Exercise data: Begin
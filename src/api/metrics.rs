//! Prometheus metrics for HTTP traffic.

use std::time::Instant;

use axum::{
    extract::{MatchedPath, Request, State},
    middleware::Next,
    response::Response,
};
use metrics_exporter_prometheus::{PrometheusBuilder, PrometheusHandle};
use once_cell::sync::Lazy;

use super::AppState;

pub const HTTP_REQUESTS_TOTAL: &str = "http_requests_total";
pub const HTTP_REQUEST_DURATION_SECONDS: &str = "http_request_duration_seconds";

static RECORDER: Lazy<PrometheusHandle> = Lazy::new(|| {
    let recorder = PrometheusBuilder::new().build_recorder();
    let handle = recorder.handle();
    if metrics::set_global_recorder(recorder).is_err() {
        tracing::warn!("A metrics recorder was already installed; /metrics will be empty");
    }
    handle
});

/// Handle to the process-wide recorder, installed on first use.
pub fn recorder_handle() -> PrometheusHandle {
    RECORDER.clone()
}

/// Counts requests and records latency per method, route and status.
pub async fn track_metrics(req: Request, next: Next) -> Response {
    let path = match req.extensions().get::<MatchedPath>() {
        Some(matched) => matched.as_str().to_owned(),
        None => "unmatched".to_owned(),
    };
    let method = req.method().to_string();
    let started = Instant::now();

    let response = next.run(req).await;

    let labels = [
        ("method", method),
        ("path", path),
        ("status", response.status().as_u16().to_string()),
    ];
    metrics::counter!(HTTP_REQUESTS_TOTAL, &labels).increment(1);
    metrics::histogram!(HTTP_REQUEST_DURATION_SECONDS, &labels)
        .record(started.elapsed().as_secs_f64());

    response
}

/// Prometheus text exposition
pub async fn render(State(state): State<AppState>) -> String {
    state.metrics.render()
}
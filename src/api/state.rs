//! Application state shared by every handler.

use std::sync::Arc;

use metrics_exporter_prometheus::PrometheusHandle;

use super::metrics::recorder_handle;
use crate::infra::{AuthorStore, Database, HealthCheck};
use crate::services::{AuthorManager, AuthorService};

/// Services injected into the router.
#[derive(Clone)]
pub struct AppState {
    /// Author use cases
    pub author_service: Arc<dyn AuthorService>,
    /// Database liveness for `/health`
    pub health: Arc<dyn HealthCheck>,
    /// Rendered by `/metrics`
    pub metrics: PrometheusHandle,
}

impl AppState {
    /// Wire the production services over a verified database handle.
    pub fn from_database(database: Arc<Database>) -> Self {
        let repo = Arc::new(AuthorStore::new(database.get_connection()));
        Self {
            author_service: Arc::new(AuthorManager::new(repo)),
            health: database,
            metrics: recorder_handle(),
        }
    }

    /// Create state with manually injected services.
    pub fn new(author_service: Arc<dyn AuthorService>, health: Arc<dyn HealthCheck>) -> Self {
        Self {
            author_service,
            health,
            metrics: recorder_handle(),
        }
    }
}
Exercise data: End
Return each entry exactly. Leave none out.

> Expected output:
filename src/api/metrics.rs
//! Prometheus metrics for HTTP traffic.

use std::time::Instant;

use axum::{
    extract::{MatchedPath, Request, State},
    middleware::Next,
    response::Response,
};
use metrics_exporter_prometheus::{PrometheusBuilder, PrometheusHandle};
use once_cell::sync::Lazy;

use super::AppState;

pub const HTTP_REQUESTS_TOTAL: &str = "http_requests_total";
pub const HTTP_REQUEST_DURATION_SECONDS: &str = "http_request_duration_seconds";

static RECORDER: Lazy<PrometheusHandle> = Lazy::new(|| {
    let recorder = PrometheusBuilder::new().build_recorder();
    let handle = recorder.handle();
    if metrics::set_global_recorder(recorder).is_err() {
        tracing::warn!("A metrics recorder was already installed; /metrics will be empty");
    }
    handle
});

/// Handle to the process-wide recorder, installed on first use.
pub fn recorder_handle() -> PrometheusHandle {
    RECORDER.clone()
}

/// Counts requests and records latency per method, route and status.
pub async fn track_metrics(req: Request, next: Next) -> Response {
    let path = match req.extensions().get::<MatchedPath>() {
        Some(matched) => matched.as_str().to_owned(),
        None => "unmatched".to_owned(),
    };
    let method = req.method().to_string();
    let started = Instant::now();

    let response = next.run(req).await;

    let labels = [
        ("method", method),
        ("path", path),
        ("status", response.status().as_u16().to_string()),
    ];
    metrics::counter!(HTTP_REQUESTS_TOTAL, &labels).increment(1);
    metrics::histogram!(HTTP_REQUEST_DURATION_SECONDS, &labels)
        .record(started.elapsed().as_secs_f64());

    response
}

/// Prometheus text exposition
pub async fn render(State(state): State<AppState>) -> String {
    state.metrics.render()
}
filename src/api/state.rs
//! Application state shared by every handler.

use std::sync::Arc;

use metrics_exporter_prometheus::PrometheusHandle;

use super::metrics::recorder_handle;
use crate::infra::{AuthorStore, Database, HealthCheck};
use crate::services::{AuthorManager, AuthorService};

/// Services injected into the router.
#[derive(Clone)]
pub struct AppState {
    /// Author use cases
    pub author_service: Arc<dyn AuthorService>,
    /// Database liveness for `/health`
    pub health: Arc<dyn HealthCheck>,
    /// Rendered by `/metrics`
    pub metrics: PrometheusHandle,
}

impl AppState {
    /// Wire the production services over a verified database handle.
    pub fn from_database(database: Arc<Database>) -> Self {
        let repo = Arc::new(AuthorStore::new(database.get_connection()));
        Self {
            author_service: Arc::new(AuthorManager::new(repo)),
            health: database,
            metrics: recorder_handle(),
        }
    }

    /// Create state with manually injected services.
    pub fn new(author_service: Arc<dyn AuthorService>, health: Arc<dyn HealthCheck>) -> Self {
        Self {
            author_service,
            health,
            metrics: recorder_handle(),
        }
    }
}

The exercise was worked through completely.